A biweekly newsletter about the future of postsecondary education in prisons. Written by Open Campus national reporter Charlotte West.

Short on time? Here are the highlights:

  • Mick Guile, a first-year law student, explains the complications of navigating a parental relationship in 15-minute phone calls, and how family incarceration impacted their choice of careers.

  • Historian Heather Ann Thompson filed a federal lawsuit against the Illinois Department of Corrections in 2018 after it rejected her book on the Attica prison riot. The department approved the book as part of a settlement reached last fall. In March, her publisher sent a copy of the book to all prison libraries in the state. Published by our partner WBEZ.

  • The Education Writers Association nominated Open Campus national reporter Charlotte West as a finalist for its 2023 beat reporting category for her coverage of higher ed in prison.

  • Get the Jan/Feb 2024 print edition of College Inside here.

  • ICYMI: Georgia State University is shutting down the prison education program it’s operated since 2016, citing federal government rules for the return of Pell Grants as a primary reason for its decision.

With an incarcerated parent, pursuing a law degree was the natural choice

Mick Guile, a 2023 graduate of Temple University. Photo courtesy Mick Guile.

Mick Guile is a first-year law student studying at the University of Maryland Francis King Carey School of Law in Baltimore. As an undergraduate at Temple University, she received a scholarship from ScholarCHIPS, a nonprofit organization that supports the children of incarcerated parents.

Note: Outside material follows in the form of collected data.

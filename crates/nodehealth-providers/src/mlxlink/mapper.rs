use super::schema::{
    COUNTERS, EFF_BER, EFF_ERRORS, FEC_HISTOGRAM, FEC_UNSUPPORTED, FIRMWARE_VERSION, MODULE_INFO,
    MlxlinkDocument, NO_SUCH_DEVICE, OPERATIONAL_INFO, RAW_BER, RAW_ERRORS_PER_LANE,
    RECOMMENDATION, STATE, TOOL_INFO, TROUBLESHOOTING_INFO, VENDOR_NAME, VENDOR_SERIAL, bin_label,
};
use super::text;
use crate::error::Result;
use crate::value::{as_f64, as_i64, as_text, field, values_at};
use nodehealth_core::CommandOutput;
use nodehealth_types::{FEC_BIN_COUNT, LinkRecord};
use serde::Deserialize;
use serde_json::Value;
use tracing::{debug, warn};

/// Identity stamped onto every record produced for one interface.
#[derive(Debug, Clone, Copy)]
pub struct LinkContext<'a> {
    pub hostname: &'a str,
    pub host_serial: &'a str,
    pub interface: &'a str,
}

impl LinkContext<'_> {
    fn sentinel(&self) -> LinkRecord {
        LinkRecord::sentinel(self.hostname, self.host_serial, self.interface)
    }
}

/// Normalize one mlxlink invocation. Always returns a record.
pub fn normalize_link(output: &CommandOutput, ctx: &LinkContext<'_>) -> LinkRecord {
    if output.timed_out || output.not_found {
        warn!(
            interface = ctx.interface,
            reason = %output.failure_reason().unwrap_or_default(),
            "mlxlink did not complete; recording sentinels"
        );
        return ctx.sentinel();
    }

    if output.stderr.contains(NO_SUCH_DEVICE) {
        warn!(interface = ctx.interface, "device does not exist on this host");
        return ctx.sentinel();
    }

    let stdout = output.stdout.trim();
    if stdout.is_empty() {
        warn!(
            interface = ctx.interface,
            reason = %output.failure_reason().unwrap_or_default(),
            "mlxlink produced no output"
        );
        return ctx.sentinel();
    }

    let mut record = match serde_json::from_str::<Value>(stdout) {
        Ok(doc) => normalize_link_json(&doc, ctx),
        Err(err) => {
            debug!(interface = ctx.interface, error = %err, "output is not JSON, parsing text");
            let mut record = ctx.sentinel();
            text::apply(&mut record, stdout);
            record
        }
    };

    if output.stderr.contains(FEC_UNSUPPORTED) || stdout.contains(FEC_UNSUPPORTED) {
        record.fec_histogram_supported = false;
    }
    record
}

/// Normalize an already parsed mlxlink JSON document.
pub fn normalize_link_json(doc: &Value, ctx: &LinkContext<'_>) -> LinkRecord {
    let mut record = ctx.sentinel();

    let parsed = match MlxlinkDocument::deserialize(doc) {
        Ok(parsed) => parsed,
        Err(err) => {
            warn!(interface = ctx.interface, error = %err, "unexpected mlxlink JSON layout");
            return record;
        }
    };

    if let Some(status) = &parsed.status
        && status.code != 0
    {
        if status.message.contains(NO_SUCH_DEVICE) {
            warn!(interface = ctx.interface, "device does not exist on this host");
            return record;
        }
        if status.message.contains(FEC_UNSUPPORTED) {
            record.fec_histogram_supported = false;
        } else {
            debug!(
                interface = ctx.interface,
                code = status.code,
                message = %status.message,
                "mlxlink reported a non-zero status"
            );
        }
    }

    if let Some(output) = parsed.result.and_then(|r| r.output) {
        apply_sections(&mut record, &output);
    }
    record
}

/// Normalize a previously saved `mlxlink --json` file.
pub fn read_saved_link(content: &str, ctx: &LinkContext<'_>) -> Result<LinkRecord> {
    let doc: Value = serde_json::from_str(content)?;
    let mut record = normalize_link_json(&doc, ctx);
    if content.contains(FEC_UNSUPPORTED) {
        record.fec_histogram_supported = false;
    }
    Ok(record)
}

fn apply_sections(record: &mut LinkRecord, out: &Value) {
    let text_at = |section: &str, label: &str| field(out, section, label).and_then(as_text);

    if let Some(state) = text_at(OPERATIONAL_INFO, STATE) {
        record.link_state = state;
    }
    if let Some(fw) = text_at(TOOL_INFO, FIRMWARE_VERSION) {
        record.firmware_version = fw;
    }
    if let Some(vendor) = text_at(MODULE_INFO, VENDOR_NAME) {
        record.vendor_name = vendor;
    }
    if let Some(serial) = text_at(MODULE_INFO, VENDOR_SERIAL) {
        record.cable_serial = serial;
    }
    if let Some(rec) = text_at(TROUBLESHOOTING_INFO, RECOMMENDATION) {
        record.recommendation = text::strip_ansi(&rec);
    }

    if let Some(ber) = field(out, COUNTERS, RAW_BER).and_then(as_f64) {
        record.raw_phy_ber = ber;
    }
    if let Some(ber) = field(out, COUNTERS, EFF_BER).and_then(as_f64) {
        record.eff_phy_ber = ber;
    }
    if let Some(errs) = field(out, COUNTERS, EFF_ERRORS).and_then(as_i64) {
        record.eff_phy_errs = errs;
    }

    if let Some(lanes) = field(out, COUNTERS, RAW_ERRORS_PER_LANE) {
        for (lane, slot) in record.raw_errors_per_lane.iter_mut().enumerate() {
            if let Some(count) = values_at(lanes, lane).and_then(as_i64) {
                *slot = count;
            }
        }
    }

    // Each bin is {"values": [range, count]}; generations report 8..16 bins.
    if let Some(hist) = out.get(FEC_HISTOGRAM) {
        for bin in 0..FEC_BIN_COUNT {
            if let Some(count) = hist
                .get(bin_label(bin))
                .and_then(|b| values_at(b, 1))
                .and_then(as_i64)
            {
                record.fec_bins.set(bin, count);
            }
        }
    }
}

#[cfg(test)]
mod tests {
    use super::*;
    use nodehealth_types::{MISSING, UNKNOWN};
    use serde_json::json;

    const CTX: LinkContext<'static> = LinkContext {
        hostname: "gpu-7",
        host_serial: "2333XLG0AB",
        interface: "mlx5_3",
    };

    fn healthy_doc() -> Value {
        json!({
            "result": {
                "output": {
                    "Operational Info": { "State": "Active", "Physical state": "LinkUp" },
                    "Troubleshooting Info": { "Recommendation": "\u{1b}[32mNo issue was observed\u{1b}[0m" },
                    "Tool Information": { "Firmware Version": "28.39.2048" },
                    "Module Info": { "Vendor Name": "NVIDIA", "Vendor Serial Number": "MT2330FT0123" },
                    "Physical Counters and BER Info": {
                        "Effective Physical Errors": "0",
                        "Effective Physical BER": "15E-255",
                        "Raw Physical BER": "1.5E-11",
                        "Raw Physical Errors Per Lane": { "values": ["120", "33", "7", "0"] }
                    },
                    "Histogram of FEC Errors": {
                        "Header": { "values": ["Range", "Counter"] },
                        "Bin 0": { "values": ["[0:0]", "98765"] },
                        "Bin 1": { "values": ["[1:1]", "120"] },
                        "Bin 7": { "values": ["[7:7]", "0"] }
                    }
                }
            },
            "status": { "code": 0, "message": "Success" }
        })
    }

    #[test]
    fn test_normalize_healthy_json() {
        let record = normalize_link_json(&healthy_doc(), &CTX);
        assert_eq!(record.link_state, "Active");
        assert_eq!(record.firmware_version, "28.39.2048");
        assert_eq!(record.cable_serial, "MT2330FT0123");
        assert_eq!(record.recommendation, "No issue was observed");
        assert_eq!(record.raw_phy_ber, 1.5e-11);
        assert_eq!(record.eff_phy_errs, 0);
        assert_eq!(record.raw_errors_per_lane, [120, 33, 7, 0]);
        assert_eq!(record.fec_bins.get(0), 98765);
        assert_eq!(record.fec_bins.get(7), 0);
        assert_eq!(record.fec_bins.get(15), MISSING);
        assert!(record.fec_histogram_supported);
    }

    #[test]
    fn test_missing_sections_become_sentinels() {
        let doc = json!({ "result": { "output": { "Operational Info": { "State": "Down" } } } });
        let record = normalize_link_json(&doc, &CTX);
        assert_eq!(record.link_state, "Down");
        assert_eq!(record.vendor_name, UNKNOWN);
        assert_eq!(record.eff_phy_errs, MISSING);
        assert!(!record.fec_bins.is_reported());
    }

    #[test]
    fn test_unsupported_histogram_is_partial_success() {
        let mut doc = healthy_doc();
        doc["status"] = json!({ "code": 1, "message": "-E- FEC Histogram is not supported for the current device" });
        if let Some(out) = doc.pointer_mut("/result/output")
            && let Some(map) = out.as_object_mut()
        {
            map.remove(FEC_HISTOGRAM);
        }
        let record = normalize_link_json(&doc, &CTX);
        assert_eq!(record.link_state, "Active");
        assert!(!record.fec_histogram_supported);
    }

    #[test]
    fn test_missing_device_is_sentinel() {
        let doc = json!({ "status": { "code": 1, "message": "-E- Failed to open device: No such file or directory" } });
        let record = normalize_link_json(&doc, &CTX);
        assert_eq!(record.link_state, UNKNOWN);
        assert_eq!(record.interface, "mlx5_3");
    }

    #[test]
    fn test_timeout_yields_sentinel_record() {
        let record = normalize_link(&CommandOutput::timeout(), &CTX);
        assert_eq!(record.hostname, "gpu-7");
        assert_eq!(record.link_state, UNKNOWN);
        assert_eq!(record.raw_phy_ber, -1.0);
    }

    #[test]
    fn test_nonzero_exit_with_json_still_parsed() {
        let output = CommandOutput::completed(
            1,
            healthy_doc().to_string(),
            "-E- FEC Histogram is not supported",
        );
        let record = normalize_link(&output, &CTX);
        assert_eq!(record.link_state, "Active");
        assert!(!record.fec_histogram_supported);
    }

    #[test]
    fn test_text_fallback() {
        let stdout = "Operational Info\n----------------\nState                    : Active\n\
                      Physical Counters and BER Info\n------------------------------\n\
                      Raw Physical BER         : 2E-7\nEffective Physical Errors : 3\n";
        let record = normalize_link(&CommandOutput::completed(0, stdout, ""), &CTX);
        assert_eq!(record.link_state, "Active");
        assert_eq!(record.raw_phy_ber, 2e-7);
        assert_eq!(record.eff_phy_errs, 3);
    }

    #[test]
    fn test_read_saved_link() {
        let record = read_saved_link(&healthy_doc().to_string(), &CTX).unwrap();
        assert_eq!(record.fec_bins.get(1), 120);
        assert!(read_saved_link("{ truncated", &CTX).is_err());
    }
}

Guile graduated from Temple with a degree in criminal justice in 2023, inspired by growing up with a father who is incarcerated. 

Guile, who uses she/they pronouns, explained the complications of navigating a parental relationship in 15-minute phone calls, and how family incarceration impacted their choice of careers. They last saw their dad, who is in prison in Michigan, during senior year of high school. 

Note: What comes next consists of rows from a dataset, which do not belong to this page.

//! Verdicts for NIC fabric checks: RTTCC, PCI mapping and rail latency.

use nodehealth_core::natural_cmp;
use nodehealth_providers::topology::expected_devices;
use nodehealth_types::{LatencyRecord, MappingRecord, RttccRecord, Status};
use std::collections::BTreeMap;

/// Latency above this, in microseconds, fails a rail pair.
pub const DEFAULT_LATENCY_CUTOFF_US: f64 = 3.2;

/// RTTCC must be disabled on RDMA NICs.
pub fn rttcc_verdict(interface: &str, enabled: Option<bool>) -> RttccRecord {
    let status = match enabled {
        Some(false) => Status::Passed,
        Some(true) => Status::failed("RTTCC enabled"),
        None => Status::warning("RTTCC state unreadable"),
    };
    RttccRecord {
        interface: interface.to_string(),
        enabled,
        status,
    }
}

/// Check each observed PCI -> device pair against the expected layout.
pub fn mapping_verdicts(observed: &BTreeMap<String, String>) -> Vec<MappingRecord> {
    let mut records: Vec<MappingRecord> = observed
        .iter()
        .map(|(pci, device)| {
            let expected = expected_devices(pci);
            let status = if expected.is_empty() {
                Status::warning("Unexpected PCI slot")
            } else if expected.contains(device) {
                Status::Passed
            } else {
                Status::failed(format!("{} expected one of {}", device, expected.join("/")))
            };
            MappingRecord {
                pci: pci.clone(),
                observed: device.clone(),
                expected,
                status,
            }
        })
        .collect();
    records.sort_by(|a, b| natural_cmp(&a.observed, &b.observed));
    records
}

pub fn latency_status(latency_us: Option<f64>, cutoff_us: f64) -> Status {
    match latency_us {
        None => Status::failed("osu_latency produced no result"),
        Some(us) if us > cutoff_us => {
            Status::failed(format!("Latency {:.2}us > {}us", us, cutoff_us))
        }
        Some(_) => Status::Passed,
    }
}

pub fn latency_record(
    client: (&str, &str),
    server: (&str, &str),
    latency_us: Option<f64>,
    cutoff_us: f64,
) -> LatencyRecord {
    LatencyRecord {
        client: client.0.to_string(),
        client_interface: client.1.to_string(),
        server: server.0.to_string(),
        server_interface: server.1.to_string(),
        latency_us: latency_us.unwrap_or(nodehealth_types::MISSING_F64),
        status: latency_status(latency_us, cutoff_us),
    }
}

#[cfg(test)]
mod tests {
    use super::*;

    #[test]
    fn test_rttcc() {
        assert!(rttcc_verdict("mlx5_0", Some(false)).status.is_passed());
        assert!(rttcc_verdict("mlx5_0", Some(true)).status.is_failed());
        assert_eq!(
            rttcc_verdict("mlx5_0", None).status,
            Status::warning("RTTCC state unreadable")
        );
    }

    #[test]
    fn test_mapping() {
        let observed = BTreeMap::from([
            ("0c:00.0".to_string(), "mlx5_18".to_string()),
            ("0c:00.1".to_string(), "mlx5_7".to_string()),
            ("ff:00.0".to_string(), "mlx5_40".to_string()),
        ]);
        let records = mapping_verdicts(&observed);
        assert_eq!(records[0].observed, "mlx5_7");
        assert_eq!(records[0].status, Status::failed("mlx5_7 expected one of mlx5_1/mlx5_19"));
        assert!(records[1].status.is_passed());
        assert_eq!(records[2].status, Status::warning("Unexpected PCI slot"));
    }

    #[test]
    fn test_latency() {
        let ok = latency_record(
            ("gpu-1", "mlx5_0"),
            ("gpu-2", "mlx5_0"),
            Some(2.87),
            DEFAULT_LATENCY_CUTOFF_US,
        );
        assert!(ok.status.is_passed());
        let slow = latency_status(Some(6.5), DEFAULT_LATENCY_CUTOFF_US);
        assert_eq!(slow, Status::failed("Latency 6.50us > 3.2us"));
        let missing = latency_record(
            ("gpu-1", "mlx5_0"),
            ("gpu-2", "mlx5_1"),
            None,
            DEFAULT_LATENCY_CUTOFF_US,
        );
        assert_eq!(missing.latency_us, -1.0);
        assert!(missing.status.is_failed());
    }
}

ScholarCHIPS is currently accepting applications from high school seniors and college students with incarcerated parents. To learn more please www.scholarchipsfund.org. The application deadline is April 15.

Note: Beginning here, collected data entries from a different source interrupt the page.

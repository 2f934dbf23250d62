mod fabric;
mod fleet;
mod gpu;
mod link;

pub use fabric::{ipv6_table, latency_table, mapping_table, rttcc_table};
pub use fleet::fleet_table;
pub use gpu::gpu_table;
pub use link::{link_table, summary_line};

use nodehealth_types::{Severity, Status};
use owo_colors::OwoColorize;
use std::fmt;
use std::io::Write;

struct Row {
    cells: Vec<String>,
    severity: Severity,
    verdict: String,
}

/// Column-aligned rows whose last column is a colored verdict.
pub struct Table {
    header: Vec<String>,
    rows: Vec<Row>,
    color: bool,
}

impl Table {
    /// `header` names every column, the verdict column included.
    pub fn new(header: &[&str], color: bool) -> Self {
        Self {
            header: header.iter().map(|h| h.to_string()).collect(),
            rows: Vec::new(),
            color,
        }
    }

    pub fn row(&mut self, cells: Vec<String>, severity: Severity, verdict: impl Into<String>) {
        self.rows.push(Row {
            cells,
            severity,
            verdict: verdict.into(),
        });
    }

    pub fn status_row(&mut self, cells: Vec<String>, status: &Status) {
        self.row(cells, status.severity(), status.to_string());
    }

    pub fn is_empty(&self) -> bool {
        self.rows.is_empty()
    }

    pub fn write_csv<W: Write>(&self, mut out: W) -> std::io::Result<()> {
        let header: Vec<String> = self.header.iter().map(|h| csv_field(h)).collect();
        writeln!(out, "{}", header.join(","))?;
        for row in &self.rows {
            let fields: Vec<String> = row
                .cells
                .iter()
                .chain(std::iter::once(&row.verdict))
                .map(|c| csv_field(c))
                .collect();
            writeln!(out, "{}", fields.join(","))?;
        }
        Ok(())
    }

    fn widths(&self) -> Vec<usize> {
        let columns = self.header.len().saturating_sub(1);
        (0..columns)
            .map(|i| {
                self.rows
                    .iter()
                    .filter_map(|r| r.cells.get(i))
                    .map(|c| c.chars().count())
                    .chain(std::iter::once(self.header[i].chars().count()))
                    .max()
                    .unwrap_or(0)
            })
            .collect()
    }
}

impl fmt::Display for Table {
    fn fmt(&self, f: &mut fmt::Formatter<'_>) -> fmt::Result {
        let widths = self.widths();
        let Some((last, leading)) = self.header.split_last() else {
            return Ok(());
        };

        let mut line = String::new();
        for (name, width) in leading.iter().zip(&widths) {
            line.push_str(&format!("{:<width$}  ", name, width = width));
        }
        line.push_str(last);
        if self.color {
            writeln!(f, "{}", line.bold())?;
        } else {
            writeln!(f, "{}", line)?;
        }

        for row in &self.rows {
            for (cell, width) in row.cells.iter().zip(&widths) {
                write!(f, "{:<width$}  ", cell, width = width)?;
            }
            writeln!(f, "{}", paint(&row.verdict, row.severity, self.color))?;
        }
        Ok(())
    }
}

pub fn paint(text: &str, severity: Severity, color: bool) -> String {
    if !color {
        return text.to_string();
    }
    match severity {
        Severity::Passed => format!("{}", text.green()),
        Severity::Warning => format!("{}", text.yellow()),
        Severity::Failed => format!("{}", text.red()),
    }
}

fn csv_field(field: &str) -> String {
    if field.contains([',', '"', '\n']) {
        format!("\"{}\"", field.replace('"', "\"\""))
    } else {
        field.to_string()
    }
}

#[cfg(test)]
mod tests {
    use super::*;

    fn sample() -> Table {
        let mut table = Table::new(&["interface", "state", "status"], false);
        table.status_row(vec!["mlx5_0".into(), "Active".into()], &Status::Passed);
        table.status_row(
            vec!["mlx5_10".into(), "Polling".into()],
            &Status::failed("LinkState = Polling"),
        );
        table
    }

    #[test]
    fn test_table_aligns_columns() {
        insta::assert_snapshot!(sample().to_string(), @r"
        interface  state    status
        mlx5_0     Active   Passed
        mlx5_10    Polling  Failed - LinkState = Polling
        ");
    }

    #[test]
    fn test_table_csv_quotes_commas() {
        let mut table = Table::new(&["device", "status"], false);
        table.row(
            vec!["GPU 1".into()],
            Severity::Warning,
            "Clock event reasons: HW_SLOWDOWN, SYNC_BOOST",
        );
        let mut out = Vec::new();
        table.write_csv(&mut out).unwrap();
        assert_eq!(
            String::from_utf8(out).unwrap(),
            "device,status\nGPU 1,\"Clock event reasons: HW_SLOWDOWN, SYNC_BOOST\"\n"
        );
    }
}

This conversation has been lightly edited for length and clarity. 

Q: How has having an incarcerated parent impacted you and your educational journey? 

A: Me and my dad were very lucky that my mother, despite their ups and downs, made sure that we stayed in contact with each other. My father has been incarcerated since 2002. Since I was 1, so basically, my whole life. His earliest release is in 2027 and max release is in 2052.

I don’t want to say ‘surprisingly’ because I don’t want it to be a standard that children of incarcerated parents don’t succeed, but he’s been one of my biggest motivators. He’s been my number one hype man. Sometimes we’ll just be talking and he’ll get excited about nothing. I’ll be talking about something that I saw on the news, and he’ll be like ‘My baby girl was so smart. She’s so intelligent.’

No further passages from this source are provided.